(Stored data entries)
※ ※ ※
#[cfg(test)]
mod tests {
    use super::*;
    use crate::topology::TopologySpec;

    fn build(spec: TopologySpec) -> (Topology, DomainTree) {
        let topo = Topology::from_spec(&spec).unwrap();
        let parts = vec![topo.span()];
        let tree = build_sched_domains(&BuildParams {
            topo: &topo,
            partitions: &parts,
            dl_bw_limit: -1,
            energy: None,
            generation: 1,
            now: 0,
            jiffies: 0,
        })
        .unwrap();
        (topo, tree)
    }

    #[test]
    fn smt_mc_chain() {
        let (_, tree) = build(TopologySpec {
            llcs_per_node: 2,
            cores_per_llc: 2,
            threads_per_core: 2,
            ..Default::default()
        });
        let chain = tree.domains(CpuId(0));
        let levels: Vec<_> = chain.iter().map(|sd| sd.level).collect();
        // PKG spans both LLCs; nothing above it survives.
        assert_eq!(levels, vec![DomainLevel::Smt, DomainLevel::Mc, DomainLevel::Pkg]);
        assert_eq!(chain[0].groups.len(), 2);
        assert_eq!(chain[1].groups.len(), 2);
        assert_eq!(chain[1].groups[1].span.to_cpulist(), "2-3");
        assert_eq!(chain[2].groups.len(), 2);
        assert!(chain[0].has(SdFlags::SHARE_CPUCAPACITY));
        assert_eq!(chain[0].imbalance_pct, 110);
        assert_eq!(tree.caches(CpuId(0)).llc, Some(1));
        assert_eq!(tree.caches(CpuId(0)).llc_size, 4);
        assert!(tree.share_llc(CpuId(0), CpuId(3)));
        assert!(!tree.share_llc(CpuId(0), CpuId(4)));
        assert!(tree.validate().is_empty(), "{:?}", tree.validate());
    }

    #[test]
    fn flat_machine_prunes_to_one_level() {
        let (_, tree) = build(TopologySpec::flat(4));
        let chain = tree.domains(CpuId(2));
        assert_eq!(chain.len(), 1);
        assert_eq!(chain[0].level, DomainLevel::Mc);
        assert_eq!(chain[0].groups.len(), 4);
        assert!(chain[0].groups[0].span.test_cpu(2));
    }

    #[test]
    fn single_cpu_has_no_domains() {
        let (_, tree) = build(TopologySpec::flat(1));
        assert!(tree.domains(CpuId(0)).is_empty());
    }

    #[test]
    fn numa_levels_overlap() {
        let ring = vec![
            vec![10, 20, 30, 20],
            vec![20, 10, 20, 30],
            vec![30, 20, 10, 20],
            vec![20, 30, 20, 10],
        ];
        let (_, tree) = build(TopologySpec {
            nodes: 4,
            cores_per_llc: 2,
            distances: Some(ring),
            ..Default::default()
        });
        assert!(tree.validate().is_empty(), "{:?}", tree.validate());
        let chain = tree.domains(CpuId(0));
        let numa: Vec<_> = chain.iter().filter(|sd| sd.has(SdFlags::NUMA)).collect();
        assert_eq!(numa.len(), 2);
        assert!(numa.iter().all(|sd| sd.has(SdFlags::OVERLAP)));
        assert_eq!(numa[0].span.to_cpulist(), "0-3,6-7");
        assert_eq!(numa[1].span.weight(), 8);
        // distance 30 is not beyond the reclaim distance
        assert!(numa[1].has(SdFlags::WAKE_AFFINE));
        assert_eq!(tree.caches(CpuId(0)).numa, Some(chain.len() - 2));
        for g in &numa[1].groups {
            assert!(!g.balance_mask.is_empty());
        }
    }

    #[test]
    fn asym_capacity_flags() {
        let (_, tree) = build(TopologySpec {
            cores_per_llc: 4,
            capacities: Some(vec![1024, 1024, 512, 512]),
            ..Default::default()
        });
        let chain = tree.domains(CpuId(0));
        assert_eq!(chain.len(), 1);
        assert!(chain[0].has(SdFlags::ASYM_CPUCAPACITY));
        assert!(chain[0].has(SdFlags::ASYM_CPUCAPACITY_FULL));
        assert_eq!(tree.caches(CpuId(0)).asym_cpucapacity, Some(0));
        assert!(tree.rd(CpuId(0)).asym_capacity());
        let g = &chain[0].groups[2];
        assert_eq!(g.capacity().capacity, 512);
    }

    #[test]
    fn rebuild_is_structurally_identical() {
        let spec = TopologySpec {
            nodes: 2,
            cores_per_llc: 2,
            threads_per_core: 2,
            ..Default::default()
        };
        let (_, a) = build(spec.clone());
        let (_, b) = build(spec);
        assert!(a.same_structure(&b));
    }

    #[test]
    fn partitions_get_separate_root_domains() {
        let topo = Topology::from_spec(&TopologySpec::flat(4)).unwrap();
        let parts = vec![
            Cpumask::from_cpulist("0-1", 4).unwrap(),
            Cpumask::from_cpulist("2", 4).unwrap(),
        ];
        let tree = build_sched_domains(&BuildParams {
            topo: &topo,
            partitions: &parts,
            dl_bw_limit: -1,
            energy: None,
            generation: 2,
            now: 0,
            jiffies: 0,
        })
        .unwrap();
        assert!(!Arc::ptr_eq(tree.rd(CpuId(0)), tree.rd(CpuId(2))));
        assert!(Arc::ptr_eq(tree.rd(CpuId(3)), tree.def_root_domain()));
        assert_eq!(tree.domains(CpuId(0))[0].span.to_cpulist(), "0-1");
        assert!(tree.domains(CpuId(2)).is_empty());

        let bad = vec![Cpumask::from_cpulist("0-2", 4).unwrap(), Cpumask::from_cpulist("2-3", 4).unwrap()];
        assert!(build_sched_domains(&BuildParams {
            topo: &topo,
            partitions: &bad,
            dl_bw_limit: -1,
            energy: None,
            generation: 3,
            now: 0,
            jiffies: 0,
        })
        .is_err());
    }
}
// Copyright (c) Meta Platforms, Inc. and affiliates.

// This software may be used and distributed according to the terms of the
// GNU General Public License version 2.

//! sched_sim - Deterministic event-driven driver for `sched_core`.
//!
//! A scenario describes a machine, task groups, tasks with scripted
//! behavior (run/sleep/wake phases) and timed actions such as hotplug or
//! affinity changes. The simulator plays it against the scheduler core
//! and records what happened in a `Trace`.
//!
//! # Usage
//!
//! ```rust,no_run
//! use sched_sim::*;
//!
//! let scenario = Scenario::builder()
//!     .cpus(2)
//!     .add_task("worker", SchedAttr::normal(0), TaskBehavior::forever(vec![
//!         Phase::Run(10_000_000),
//!         Phase::Sleep(5_000_000),
//!     ]))
//!     .duration_ms(100)
//!     .build();
//!
//! let mut sim = Simulator::new(scenario).unwrap();
//! let trace = sim.run();
//! trace.dump();
//! ```

pub mod engine;
pub mod fmt;
pub mod scenario;
pub mod trace;

pub use engine::Simulator;
pub use fmt::{set_sim_clock, sim_clock, FmtTs, SimFormat};
pub use scenario::{Action, BandwidthDef, GroupDef, Phase, RepeatMode, Scenario, TaskBehavior, TaskDef};
pub use trace::{Trace, TraceEvent, TraceKind};

pub use sched_core::{CpuId, GroupId, Ipi, Pid, SchedAttr, SchedTunables, TimeNs, TopologySpec};

use std::sync::Mutex;

/// Global lock for serializing simulations in one process.
///
/// The simulated clock the log formatter reads is per thread, so
/// concurrent runs would not corrupt each other; holding the lock keeps
/// their log output from interleaving.
pub static SIM_LOCK: Mutex<()> = Mutex::new(());
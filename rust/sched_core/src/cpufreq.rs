// Copyright (c) Meta Platforms, Inc. and affiliates.

// This software may be used and distributed according to the terms of the
// GNU General Public License version 2.

//! Frequency governor interface.
//!
//! The core calls the hook whenever a class changes the utilisation of a
//! CPU. A hook may answer with a new frequency, which the core applies to
//! the runqueue's frequency-invariance factor right away.

use tracing::trace;

use crate::core::Sched;
use crate::types::CpuId;
use crate::types::TimeNs;
use crate::types::NSEC_PER_MSEC;

/// A task blocked on I/O was just enqueued.
pub const SCHED_CPUFREQ_IOWAIT: u32 = 1 << 0;

pub trait CpufreqHook: Send {
    /// `util` out of `max` is what the CPU needs now. Returns the frequency
    /// to switch to, if any.
    fn update_util(&mut self, cpu: CpuId, now: TimeNs, util: u64, max: u64, flags: u32) -> Option<u64>;
}

/// Frequency proportional to utilisation with 25% headroom, rate limited
/// per CPU. IO-wait wakeups boost straight to the maximum.
#[derive(Debug, Clone)]
pub struct SchedutilGovernor {
    max_freq_khz: Vec<u64>,
    last_update: Vec<Option<TimeNs>>,
    pub rate_limit_ns: u64,
}

impl SchedutilGovernor {
    pub fn new(max_freq_khz: Vec<u64>) -> Self {
        let n = max_freq_khz.len();
        Self {
            max_freq_khz,
            last_update: vec![None; n],
            rate_limit_ns: NSEC_PER_MSEC,
        }
    }

    pub fn next_freq(max_freq: u64, util: u64, max: u64) -> u64 {
        let freq = max_freq + (max_freq >> 2);
        (freq * util / max.max(1)).min(max_freq)
    }
}

impl CpufreqHook for SchedutilGovernor {
    fn update_util(&mut self, cpu: CpuId, now: TimeNs, util: u64, max: u64, flags: u32) -> Option<u64> {
        let max_freq = *self.max_freq_khz.get(cpu.idx())?;
        if flags & SCHED_CPUFREQ_IOWAIT != 0 {
            self.last_update[cpu.idx()] = Some(now);
            return Some(max_freq);
        }
        if let Some(last) = self.last_update[cpu.idx()] {
            if now.saturating_sub(last) < self.rate_limit_ns {
                return None;
            }
        }
        self.last_update[cpu.idx()] = Some(now);
        Some(Self::next_freq(max_freq, util, max).max(1))
    }
}

impl Sched {
    /// Utilisation the governor should provide for: fair and RT PELT plus
    /// the deadline bandwidth, clamped by the runqueue's uclamp.
    pub fn effective_cpu_util(&self, cpu: CpuId) -> u64 {
        let rq = &self.rqs[cpu.idx()];
        let max = rq.cpu_capacity_orig;
        let irq = rq.avg_irq.util_avg;
        if irq >= max {
            return max;
        }
        let cfs_rt = self.cpu_util_cfs(cpu) + rq.avg_rt.util_avg;
        let util = self.uclamp_rq_util_with(cpu, cfs_rt, None);
        // Deadline tasks need their reserved bandwidth whatever PELT says.
        let dl = (rq.dl.running_bw * max) >> crate::root_domain::BW_SHIFT;
        (util + dl).min(max)
    }

    pub(crate) fn cpufreq_update_util(&mut self, cpu: CpuId, flags: u32) {
        if self.cpufreq.is_none() {
            return;
        }
        let util = self.effective_cpu_util(cpu);
        let max = self.rqs[cpu.idx()].cpu_capacity_orig;
        let now = self.rqs[cpu.idx()].clock.clock;
        let Some(hook) = self.cpufreq.as_mut() else {
            return;
        };
        if let Some(freq) = hook.update_util(cpu, now, util, max, flags) {
            let rq = &mut self.rqs[cpu.idx()];
            let freq = freq.min(rq.max_freq_khz);
            if freq != rq.cur_freq_khz {
                trace!(cpu = cpu.0, freq, util, "cpufreq");
                rq.cur_freq_khz = freq;
            }
        }
    }
}

#[cfg(test)]
mod tests {
    use super::*;

    #[test]
    fn next_freq_has_headroom() {
        assert_eq!(SchedutilGovernor::next_freq(2_000_000, 512, 1024), 1_250_000);
        assert_eq!(SchedutilGovernor::next_freq(2_000_000, 1024, 1024), 2_000_000);
        assert_eq!(SchedutilGovernor::next_freq(2_000_000, 0, 1024), 0);
    }

    #[test]
    fn rate_limited_except_iowait() {
        let mut g = SchedutilGovernor::new(vec![1_000_000]);
        assert!(g.update_util(CpuId(0), 0, 512, 1024, 0).is_some());
        assert!(g.update_util(CpuId(0), 10, 100, 1024, 0).is_none());
        assert_eq!(g.update_util(CpuId(0), 20, 100, 1024, SCHED_CPUFREQ_IOWAIT), Some(1_000_000));
        assert!(g.update_util(CpuId(0), 2 * NSEC_PER_MSEC + 20, 100, 1024, 0).is_some());
    }
}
※ ※ ※
What is being asked: Repeat, exactly as they stand above, the lines from the line with "Returns the frequency" to the line with "let max_freq = *self.max_freq_khz.get(cpu.idx())?;", both lines included.

Reply:
    /// `util` out of `max` is what the CPU needs now. Returns the frequency
    /// to switch to, if any.
    fn update_util(&mut self, cpu: CpuId, now: TimeNs, util: u64, max: u64, flags: u32) -> Option<u64>;
}

/// Frequency proportional to utilisation with 25% headroom, rate limited
/// per CPU. IO-wait wakeups boost straight to the maximum.
#[derive(Debug, Clone)]
pub struct SchedutilGovernor {
    max_freq_khz: Vec<u64>,
    last_update: Vec<Option<TimeNs>>,
    pub rate_limit_ns: u64,
}

impl SchedutilGovernor {
    pub fn new(max_freq_khz: Vec<u64>) -> Self {
        let n = max_freq_khz.len();
        Self {
            max_freq_khz,
            last_update: vec![None; n],
            rate_limit_ns: NSEC_PER_MSEC,
        }
    }

    pub fn next_freq(max_freq: u64, util: u64, max: u64) -> u64 {
        let freq = max_freq + (max_freq >> 2);
        (freq * util / max.max(1)).min(max_freq)
    }
}

impl CpufreqHook for SchedutilGovernor {
    fn update_util(&mut self, cpu: CpuId, now: TimeNs, util: u64, max: u64, flags: u32) -> Option<u64> {
        let max_freq = *self.max_freq_khz.get(cpu.idx())?;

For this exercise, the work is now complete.